Tuesday, November 06, 2007

Ramesh responds

Ramesh Ponnuru discusses the reviews of his book, The Party of Death, in Human Life Review.
I have come to believe that if we had no motives for embracing false ideas about human beings in the earliest stages of development—if we were thinking about the moral questions here as a purely abstract matter—nobody would be at all confused about whether embryos are living human organisms or whether it is morally acceptable to kill them.

Invoking intuitions, feelings, etc., allows for a highly convenient double standard for defenders of abortion, embryo-destructive research, and euthanasia. Rauch, recall, demands that pro-lifers' ideas pass rigorous tests of internal coherence. I have to show that the logical premises behind laws protecting the unborn are compatible with exceptions for the life of the mother, with refusals to throw mothers in jail, and so forth. I can't just say, well, putting the women in jail doesn't feel right. He, on the other hand, doesn't have to do anything but offer an unsupported assertion about the in-between moral status of the unborn, and call it centrism.....

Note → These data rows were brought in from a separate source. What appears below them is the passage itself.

use std::collections::VecDeque;
use std::sync::Arc;
use std::time::Duration;

use parking_lot::Mutex;
use serde::{Deserialize, Serialize};
use service_sdk::{GenerationRequest, TextGenerator};
use tokio::sync::watch;
use tracing::{debug, info, warn};

use crate::config::CoordinatorConfig;
use crate::error::{CoordinatorError, CoordinatorResult};
use crate::generation::generate_once;

#[derive(Debug, Clone, PartialEq, Eq, Serialize, Deserialize)]
#[serde(rename_all = "camelCase")]
pub struct QuizQuestion {
    pub question: String,
    pub options: Vec<String>,
    pub answer_index: usize,
}

#[derive(Debug, Clone, PartialEq, Eq, Serialize, Deserialize)]
pub struct Quiz {
    pub questions: Vec<QuizQuestion>,
}

impl Quiz {
    /// Parse a generator reply. Text around the outermost JSON object (code
    /// fences, preambles) is ignored.
    pub fn parse(reply: &str) -> CoordinatorResult<Quiz> {
        let body = match (reply.find('{'), reply.rfind('}')) {
            (Some(start), Some(end)) if start < end => &reply[start..=end],
            _ => reply,
        };
        let quiz: Quiz = serde_json::from_str(body)?;
        if quiz.questions.is_empty() {
            return Err(CoordinatorError::InvalidState("quiz has no questions".into()));
        }
        if let Some(bad) = quiz
            .questions
            .iter()
            .find(|q| q.options.is_empty() || q.answer_index >= q.options.len())
        {
            return Err(CoordinatorError::InvalidState(format!(
                "question {:?} has no valid answer",
                bad.question
            )));
        }
        Ok(quiz)
    }
}

#[derive(Debug, Clone)]
pub struct QuizPolicy {
    pub min_transcript_chars: usize,
    pub trigger_threshold: u32,
    pub min_transcripts: usize,
    pub recent_capacity: usize,
    pub max_retries: u32,
    pub retry_backoff: Duration,
    pub generation_timeout: Option<Duration>,
}

impl QuizPolicy {
    pub fn from_config(cfg: &CoordinatorConfig) -> Self {
        Self {
            min_transcript_chars: cfg.quiz_min_transcript_chars,
            trigger_threshold: cfg.quiz_trigger_threshold,
            min_transcripts: cfg.quiz_min_transcripts,
            recent_capacity: cfg.quiz_recent_capacity,
            max_retries: cfg.quiz_max_retries,
            retry_backoff: Duration::from_millis(cfg.quiz_retry_backoff_ms),
            generation_timeout: cfg.generation_timeout(),
        }
    }
}

impl Default for QuizPolicy {
    fn default() -> Self {
        Self::from_config(&CoordinatorConfig::default())
    }
}

#[derive(Default)]
struct Accumulator {
    active: bool,
    recent: VecDeque<String>,
    observed: u32,
    in_flight: bool,
    epoch: u64,
}

impl Accumulator {
    fn reset(&mut self) {
        self.recent.clear();
        self.observed = 0;
        self.in_flight = false;
        self.epoch += 1;
    }
}

struct QuizInner {
    generator: Arc<dyn TextGenerator>,
    policy: QuizPolicy,
    state: Mutex<Accumulator>,
    published: watch::Sender<Option<Quiz>>,
}

/// Collects transcript fragments while a workout view is on screen and asks
/// for a quiz once enough material has accumulated.
#[derive(Clone)]
pub struct QuizTriggerEngine {
    inner: Arc<QuizInner>,
}

impl QuizTriggerEngine {
    pub fn new(generator: Arc<dyn TextGenerator>, policy: QuizPolicy) -> Self {
        let (published, _) = watch::channel(None);
        Self {
            inner: Arc::new(QuizInner {
                generator,
                policy,
                state: Mutex::new(Accumulator::default()),
                published,
            }),
        }
    }

    /// Gate processing. Either transition starts from a clean state and
    /// discards any generation still running.
    pub fn set_active(&self, active: bool) {
        let mut state = self.inner.state.lock();
        if state.active == active {
            return;
        }
        state.reset();
        state.active = active;
        drop(state);
        if !active {
            self.inner.published.send_replace(None);
        }
        debug!(target = "quiz", active, "quiz engine toggled");
    }

    pub fn is_active(&self) -> bool {
        self.inner.state.lock().active
    }

    pub fn is_generating(&self) -> bool {
        self.inner.state.lock().in_flight
    }

    /// Observations counted since the last successful quiz.
    pub fn pending_observations(&self) -> u32 {
        self.inner.state.lock().observed
    }

    /// Newest first.
    pub fn recent_transcripts(&self) -> Vec<String> {
        self.inner.state.lock().recent.iter().cloned().collect()
    }

    pub fn current_quiz(&self) -> Option<Quiz> {
        self.inner.published.borrow().clone()
    }

    pub fn subscribe(&self) -> watch::Receiver<Option<Quiz>> {
        self.inner.published.subscribe()
    }

    /// Record a transcript fragment. Returns whether it was accepted.
    pub fn add_transcript(&self, text: &str) -> bool {
        let text = text.trim();
        let policy = &self.inner.policy;
        let job = {
            let mut state = self.inner.state.lock();
            if !state.active || text.chars().count() < policy.min_transcript_chars {
                return false;
            }
            state.recent.push_front(text.to_string());
            state.recent.truncate(policy.recent_capacity);
            state.observed += 1;

            let ready = state.observed >= policy.trigger_threshold
                && state.recent.len() >= policy.min_transcripts;
            if ready && !state.in_flight {
                state.in_flight = true;
                Some((state.recent.iter().cloned().collect::<Vec<_>>(), state.epoch))
            } else {
                if ready {
                    debug!(target = "quiz", "generation already in flight; not triggering");
                }
                None
            }
        };
        if let Some((transcripts, epoch)) = job {
            info!(target = "quiz", transcripts = transcripts.len(), "requesting quiz");
            tokio::spawn(Arc::clone(&self.inner).run(transcripts, epoch));
        }
        true
    }
}

impl QuizInner {
    fn is_current(&self, epoch: u64) -> bool {
        let state = self.state.lock();
        state.active && state.epoch == epoch
    }

    async fn run(self: Arc<Self>, transcripts: Vec<String>, epoch: u64) {
        let request = GenerationRequest::quiz(transcripts);
        let attempts = self.policy.max_retries + 1;
        for attempt in 1..=attempts {
            if attempt > 1 {
                tokio::time::sleep(self.policy.retry_backoff).await;
            }
            if !self.is_current(epoch) {
                debug!(target = "quiz", "quiz request abandoned after deactivation");
                return;
            }
            let result = generate_once(&self.generator, &request, self.policy.generation_timeout)
                .await
                .and_then(|reply| Quiz::parse(&reply));
            match result {
                Ok(quiz) => {
                    let mut state = self.state.lock();
                    if !state.active || state.epoch != epoch {
                        return;
                    }
                    state.observed = 0;
                    state.in_flight = false;
                    drop(state);
                    info!(target = "quiz", questions = quiz.questions.len(), attempt, "quiz ready");
                    self.published.send_replace(Some(quiz));
                    return;
                }
                Err(err) => {
                    warn!(target = "quiz", attempt, attempts, error = %err, "quiz generation failed");
                }
            }
        }
        let mut state = self.state.lock();
        if state.epoch == epoch {
            // One more transcript re-triggers.
            state.observed = self.policy.trigger_threshold.saturating_sub(1);
            state.in_flight = false;
        }
    }
}

#[cfg(test)]
mod tests {
    use super::*;

    #[test]
    fn parse_accepts_fenced_json() {
        let reply = "```json\n{\"questions\":[{\"question\":\"Q\",\"options\":[\"a\",\"b\"],\"answerIndex\":1}]}\n```";
        let quiz = Quiz::parse(reply).unwrap();
        assert_eq!(quiz.questions[0].answer_index, 1);
    }

    #[test]
    fn parse_rejects_out_of_range_answers() {
        let reply = r#"{"questions":[{"question":"Q","options":["a"],"answerIndex":3}]}"#;
        assert!(matches!(
            Quiz::parse(reply),
            Err(CoordinatorError::InvalidState(_))
        ));
        assert!(matches!(
            Quiz::parse("not json"),
            Err(CoordinatorError::Serde(_))
        ));
        assert!(Quiz::parse(r#"{"questions":[]}"#).is_err());
    }
}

The response, detailed above, to the book's central moral claims is also instructive. In 1970 and for many years thereafter, advocates of legal abortion portrayed themselves as the party of cool, dispassionate reason. Their opponents were the prisoners of superstition and emotion. Pro-abortionists back then tried—not, I think, well—to argue either that fetuses were not "alive" or "human" or that their killing could be justified philosophically. Today, they tend with few exceptions either to refuse to engage the argument at all or to retreat behind their feelings and other non-rational defenses.

There are, of course, very smart people on the other side of the debate. But I think The Party of Death and the reaction to it demonstrate something else that has changed in the last four decades: The intellectual high ground is now ours.